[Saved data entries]
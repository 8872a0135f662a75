//! Output Sinks
//!
//! Where an output session's bytes go. A sink is opened once when the
//! session starts and closed once when the session closes.

use parking_lot::Mutex;
use std::fs::File;
use std::io::{self, BufWriter, Write};
use std::path::PathBuf;
use std::sync::Arc;

/// Destination for an output document
pub trait Sink: Send {
    /// Open the byte stream the document is written to
    fn open(&mut self) -> io::Result<Box<dyn Write + Send>>;

    /// Release anything held after the writer has been dropped
    fn close(&mut self) -> io::Result<()> {
        Ok(())
    }
}

/// Writes to a file, created or truncated on open
#[derive(Debug, Clone)]
pub struct FileSink {
    path: PathBuf,
}

impl FileSink {
    pub fn new(path: impl Into<PathBuf>) -> Self {
        FileSink { path: path.into() }
    }
}

impl Sink for FileSink {
    fn open(&mut self) -> io::Result<Box<dyn Write + Send>> {
        let file = File::create(&self.path)?;
        Ok(Box::new(BufWriter::new(file)))
    }
}

/// Collects the document in memory. Clones share the same buffer.
#[derive(Debug, Clone, Default)]
pub struct MemorySink {
    buffer: Arc<Mutex<Vec<u8>>>,
}

impl MemorySink {
    pub fn new() -> Self {
        Self::default()
    }

    /// Bytes written so far
    pub fn contents(&self) -> Vec<u8> {
        self.buffer.lock().clone()
    }
}

impl Sink for MemorySink {
    fn open(&mut self) -> io::Result<Box<dyn Write + Send>> {
        self.buffer.lock().clear();
        Ok(Box::new(SharedBuffer(Arc::clone(&self.buffer))))
    }
}

struct SharedBuffer(Arc<Mutex<Vec<u8>>>);

impl Write for SharedBuffer {
    fn write(&mut self, buf: &[u8]) -> io::Result<usize> {
        self.0.lock().extend_from_slice(buf);
        Ok(buf.len())
    }

    fn flush(&mut self) -> io::Result<()> {
        Ok(())
    }
}

#[cfg(test)]
mod tests {
    use super::*;

    #[test]
    fn test_memory_sink_shares_buffer() {
        let sink = MemorySink::new();
        let mut handle = sink.clone();
        let mut out = handle.open().unwrap();
        out.write_all(b"<a/>").unwrap();
        assert_eq!(sink.contents(), b"<a/>");
    }

    #[test]
    fn test_file_sink_missing_directory() {
        let mut sink = FileSink::new("/nonexistent-dir/for/output.xml");
        assert!(sink.open().is_err());
    }
}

### Task to carry out
Word for word, transcribe all of the entries shown above.

### Solution to this task
repository 8872a0135f662a75
//! Output Sinks
//!
//! Where an output session's bytes go. A sink is opened once when the
//! session starts and closed once when the session closes.

use parking_lot::Mutex;
use std::fs::File;
use std::io::{self, BufWriter, Write};
use std::path::PathBuf;
use std::sync::Arc;

/// Destination for an output document
pub trait Sink: Send {
    /// Open the byte stream the document is written to
    fn open(&mut self) -> io::Result<Box<dyn Write + Send>>;

    /// Release anything held after the writer has been dropped
    fn close(&mut self) -> io::Result<()> {
        Ok(())
    }
}

/// Writes to a file, created or truncated on open
#[derive(Debug, Clone)]
pub struct FileSink {
    path: PathBuf,
}

impl FileSink {
    pub fn new(path: impl Into<PathBuf>) -> Self {
        FileSink { path: path.into() }
    }
}

impl Sink for FileSink {
    fn open(&mut self) -> io::Result<Box<dyn Write + Send>> {
        let file = File::create(&self.path)?;
        Ok(Box::new(BufWriter::new(file)))
    }
}

/// Collects the document in memory. Clones share the same buffer.
#[derive(Debug, Clone, Default)]
pub struct MemorySink {
    buffer: Arc<Mutex<Vec<u8>>>,
}

impl MemorySink {
    pub fn new() -> Self {
        Self::default()
    }

    /// Bytes written so far
    pub fn contents(&self) -> Vec<u8> {
        self.buffer.lock().clone()
    }
}

impl Sink for MemorySink {
    fn open(&mut self) -> io::Result<Box<dyn Write + Send>> {
        self.buffer.lock().clear();
        Ok(Box::new(SharedBuffer(Arc::clone(&self.buffer))))
    }
}

struct SharedBuffer(Arc<Mutex<Vec<u8>>>);

impl Write for SharedBuffer {
    fn write(&mut self, buf: &[u8]) -> io::Result<usize> {
        self.0.lock().extend_from_slice(buf);
        Ok(buf.len())
    }

    fn flush(&mut self) -> io::Result<()> {
        Ok(())
    }
}

#[cfg(test)]
mod tests {
    use super::*;

    #[test]
    fn test_memory_sink_shares_buffer() {
        let sink = MemorySink::new();
        let mut handle = sink.clone();
        let mut out = handle.open().unwrap();
        out.write_all(b"<a/>").unwrap();
        assert_eq!(sink.contents(), b"<a/>");
    }

    #[test]
    fn test_file_sink_missing_directory() {
        let mut sink = FileSink::new("/nonexistent-dir/for/output.xml");
        assert!(sink.open().is_err());
    }
}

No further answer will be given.